Return the answer to life,
    the universe, and everything.
    
    Returns:
     int
    


To get a cleaner version, with those leading spaces removed, you can use the ``getdoc()`` function from the ``inspect`` module. The inspect module contains a lot of useful methods for gathering information about functions.

In [2]:
import inspect
print(inspect.getdoc(the_answer))

Return the answer to life,
the universe, and everything.

Returns:
 int


## Exercise

### Crafting a docstring

You've decided to write the world's greatest open-source natural language processing Python package. It will revolutionize working with free-form text, the way numpy did for arrays, pandas did for tabular data, and scikit-learn did for machine learning.

The first function you write is ``count_letter()``. It takes a string and a single letter and returns the number of times the letter appears in the string. You want the users of your open-source package to be able to understand how this function works easily, so you will need to give it a docstring.
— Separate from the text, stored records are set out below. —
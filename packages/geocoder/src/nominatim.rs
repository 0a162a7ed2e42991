//! Nominatim / `OpenStreetMap` reverse geocoder client.
//!
//! The public instance allows at most **1 request per second**; this client
//! sends one request per call and leaves pacing to the caller.
//!
//! See <https://nominatim.org/release-docs/develop/api/Reverse/>

use async_trait::async_trait;

use crate::locality::resolve_locality;
use crate::service_registry::{self, GeocodingService};
use crate::{GeocodeError, ResolvedAddress, ReverseGeocoder};

/// Reverse geocoder backed by a Nominatim `/reverse` endpoint.
#[derive(Debug, Clone)]
pub struct NominatimGeocoder {
    client: reqwest::Client,
    base_url: String,
    zoom: u8,
}

impl NominatimGeocoder {
    /// Creates a client for the given endpoint.
    ///
    /// # Errors
    ///
    /// Returns [`GeocodeError::Http`] if the HTTP client cannot be built.
    pub fn new(base_url: &str, user_agent: &str, zoom: u8) -> Result<Self, GeocodeError> {
        let client = reqwest::Client::builder().user_agent(user_agent).build()?;
        Ok(Self {
            client,
            base_url: base_url.to_string(),
            zoom,
        })
    }

    /// Creates a client from a service configuration.
    ///
    /// # Errors
    ///
    /// Returns [`GeocodeError::Disabled`] if the service is not enabled, or
    /// [`GeocodeError::Http`] if the HTTP client cannot be built.
    pub fn from_service(service: &GeocodingService) -> Result<Self, GeocodeError> {
        if !service.enabled {
            log::warn!("{} ({}) is disabled", service.name, service.id);
            return Err(GeocodeError::Disabled {
                id: service.id.clone(),
            });
        }
        log::info!("Reverse geocoding with {} at {}", service.name, service.base_url);
        Self::new(&service.base_url, &service.user_agent, service.zoom)
    }

    /// Creates a client from the embedded configuration, honoring the
    /// `NOMINATIM_URL` override.
    ///
    /// # Errors
    ///
    /// Returns [`GeocodeError`] if the configuration is invalid or the
    /// HTTP client cannot be built.
    pub fn from_env() -> Result<Self, GeocodeError> {
        Self::from_service(&service_registry::nominatim_service()?)
    }

    /// The endpoint this client queries.
    #[must_use]
    pub fn base_url(&self) -> &str {
        &self.base_url
    }
}

#[async_trait]
impl ReverseGeocoder for NominatimGeocoder {
    async fn reverse_geocode(
        &self,
        latitude: f64,
        longitude: f64,
    ) -> Result<ResolvedAddress, GeocodeError> {
        log::debug!("Reverse geocoding ({latitude}, {longitude})");

        let resp = self
            .client
            .get(&self.base_url)
            .query(&[
                ("lat", latitude.to_string()),
                ("lon", longitude.to_string()),
                ("format", "jsonv2".to_string()),
                ("addressdetails", "1".to_string()),
                ("zoom", self.zoom.to_string()),
            ])
            .send()
            .await?;

        if resp.status() == reqwest::StatusCode::TOO_MANY_REQUESTS {
            return Err(GeocodeError::RateLimited);
        }

        let body: serde_json::Value = resp.error_for_status()?.json().await?;
        parse_response(&body, latitude, longitude)
    }
}

/// Parses a Nominatim reverse response.
fn parse_response(
    body: &serde_json::Value,
    latitude: f64,
    longitude: f64,
) -> Result<ResolvedAddress, GeocodeError> {
    if body.get("error").is_some() {
        return Err(GeocodeError::NotFound {
            latitude,
            longitude,
        });
    }

    let display_name = body["display_name"]
        .as_str()
        .map(String::from)
        .ok_or_else(|| GeocodeError::Parse {
            message: "Missing display_name in Nominatim response".to_string(),
        })?;

    let lat = parse_coordinate(&body["lat"]).ok_or_else(|| GeocodeError::Parse {
        message: "Missing lat in Nominatim response".to_string(),
    })?;

    let lon = parse_coordinate(&body["lon"]).ok_or_else(|| GeocodeError::Parse {
        message: "Missing lon in Nominatim response".to_string(),
    })?;

    let address = body.get("address").ok_or_else(|| GeocodeError::Parse {
        message: "Missing address details in Nominatim response".to_string(),
    })?;

    let field = |key: &str| address.get(key).and_then(|v| v.as_str()).map(String::from);

    Ok(ResolvedAddress {
        display_name,
        latitude: lat,
        longitude: lon,
        postcode: field("postcode"),
        locality: resolve_locality(address),
        region: field("state"),
        country: field("country"),
    })
}

/// Nominatim returns coordinates as strings; accept numbers too.
fn parse_coordinate(value: &serde_json::Value) -> Option<f64> {
    value
        .as_str()
        .and_then(|s| s.parse::<f64>().ok())
        .or_else(|| value.as_f64())
}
Build up a Google Style docstring for this function.

In [4]:
# Add a docstring to count_letter()
def count_letter(content, letter):
    """
    Count the number of times 'letter' 
    appears in 'Content'
    
    # Add a Google Style Arguments section
     Args:
      content (str) : The string to search
      letter (str): The letter to search for.
    
    # Add a returns section
     Returns:
       int
    # Add a section detailing what errors might be raised
     Raises:
      ValueError: If 'letter' is not a one-character string.   
    """
    if (not isinstance(letter, str)) or len(letter) != 1:
        raise ValueError('`letter` must be a single character string.')
    return len([char for char in content if char == letter])

### Retrieving the docstring

You and a group of friends are working on building an amazing new Python IDE (integrated development environment -- like PyCharm, Spyder, Eclipse, Visual Studio, etc.). The team wants to add a feature that displays a tooltip with a function's docstring whenever the user starts typing the function name. That way, the user doesn't have to go elsewhere to look up the documentation for the function they are trying to use. You've been asked to complete the ``build_tooltip()`` function that retrieves a docstring from an arbitrary function.

You will be reusing the ``count_letter()`` function that you developed in the last exercise to show that we can properly extract its docstring.

In [5]:
# Get the "count_letter" docstring by using an attribute of the function
docstring = count_letter.__doc__

border = '#' * 28
print('{}\n{}\n{}'.format(border, docstring, border))

############################

    Count the number of times 'letter' 
    appears in 'Content'
    
    # Add a Google Style Arguments section
     Args:
      content (str) : The string to search
      letter (str): The letter to search for.
    
    # Add a returns section
     Returns:
       int
    # Add a section detailing what errors might be raised
     Raises:
      ValueError: If 'letter' is not a one-character string.   
    
############################


In [6]:
import inspect

# Inspect the count_letter() function to get its docstring
docstring = inspect.getdoc(count_letter)

border = '#' * 28
print('{}\n{}\n{}'.format(border, docstring, border))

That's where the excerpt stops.